_Exercise brief_
Restate word for word every line from the one containing "### Phase 1: Planning\n\" to the last line of the records below.

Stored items
* * *

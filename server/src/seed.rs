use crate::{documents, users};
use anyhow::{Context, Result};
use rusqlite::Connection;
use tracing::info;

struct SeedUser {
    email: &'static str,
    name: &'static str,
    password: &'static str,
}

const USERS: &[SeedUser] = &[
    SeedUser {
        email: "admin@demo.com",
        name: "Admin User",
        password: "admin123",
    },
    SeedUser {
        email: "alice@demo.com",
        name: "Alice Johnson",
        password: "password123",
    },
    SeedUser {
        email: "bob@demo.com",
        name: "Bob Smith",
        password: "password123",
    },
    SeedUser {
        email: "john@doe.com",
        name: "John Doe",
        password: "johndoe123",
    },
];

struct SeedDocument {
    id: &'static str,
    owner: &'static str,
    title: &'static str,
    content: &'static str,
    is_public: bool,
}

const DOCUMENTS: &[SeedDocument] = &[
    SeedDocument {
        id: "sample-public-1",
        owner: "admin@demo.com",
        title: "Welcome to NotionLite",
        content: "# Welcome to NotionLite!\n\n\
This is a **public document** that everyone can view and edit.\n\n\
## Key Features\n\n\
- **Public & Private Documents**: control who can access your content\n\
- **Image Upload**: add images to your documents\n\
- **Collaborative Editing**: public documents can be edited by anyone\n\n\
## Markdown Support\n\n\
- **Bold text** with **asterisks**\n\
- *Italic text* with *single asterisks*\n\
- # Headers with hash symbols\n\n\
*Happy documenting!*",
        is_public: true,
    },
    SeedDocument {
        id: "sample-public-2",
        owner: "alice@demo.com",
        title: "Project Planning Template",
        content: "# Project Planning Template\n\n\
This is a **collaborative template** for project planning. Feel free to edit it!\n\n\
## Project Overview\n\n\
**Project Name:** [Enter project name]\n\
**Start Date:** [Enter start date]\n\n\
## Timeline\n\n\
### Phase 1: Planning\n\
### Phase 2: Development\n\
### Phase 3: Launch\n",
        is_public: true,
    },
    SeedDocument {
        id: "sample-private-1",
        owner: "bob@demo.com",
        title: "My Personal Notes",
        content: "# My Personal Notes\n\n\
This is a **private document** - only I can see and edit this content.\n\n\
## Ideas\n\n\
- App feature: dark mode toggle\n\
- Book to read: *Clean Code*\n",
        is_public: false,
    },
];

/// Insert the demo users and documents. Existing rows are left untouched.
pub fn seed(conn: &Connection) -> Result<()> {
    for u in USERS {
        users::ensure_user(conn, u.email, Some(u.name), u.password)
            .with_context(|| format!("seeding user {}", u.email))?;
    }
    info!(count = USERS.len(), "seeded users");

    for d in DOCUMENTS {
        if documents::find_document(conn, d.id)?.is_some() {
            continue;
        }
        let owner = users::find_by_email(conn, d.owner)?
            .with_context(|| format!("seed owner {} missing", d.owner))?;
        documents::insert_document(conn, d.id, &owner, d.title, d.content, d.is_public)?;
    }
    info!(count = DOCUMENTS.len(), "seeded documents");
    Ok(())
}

* * *

_Solution to this task_
### Phase 1: Planning\n\
### Phase 2: Development\n\
### Phase 3: Launch\n",
        is_public: true,
    },
    SeedDocument {
        id: "sample-private-1",
        owner: "bob@demo.com",
        title: "My Personal Notes",
        content: "# My Personal Notes\n\n\
This is a **private document** - only I can see and edit this content.\n\n\
## Ideas\n\n\
- App feature: dark mode toggle\n\
- Book to read: *Clean Code*\n",
        is_public: false,
    },
];

/// Insert the demo users and documents. Existing rows are left untouched.
pub fn seed(conn: &Connection) -> Result<()> {
    for u in USERS {
        users::ensure_user(conn, u.email, Some(u.name), u.password)
            .with_context(|| format!("seeding user {}", u.email))?;
    }
    info!(count = USERS.len(), "seeded users");

    for d in DOCUMENTS {
        if documents::find_document(conn, d.id)?.is_some() {
            continue;
        }
        let owner = users::find_by_email(conn, d.owner)?
            .with_context(|| format!("seed owner {} missing", d.owner))?;
        documents::insert_document(conn, d.id, &owner, d.title, d.content, d.is_public)?;
    }
    info!(count = DOCUMENTS.len(), "seeded documents");
    Ok(())
}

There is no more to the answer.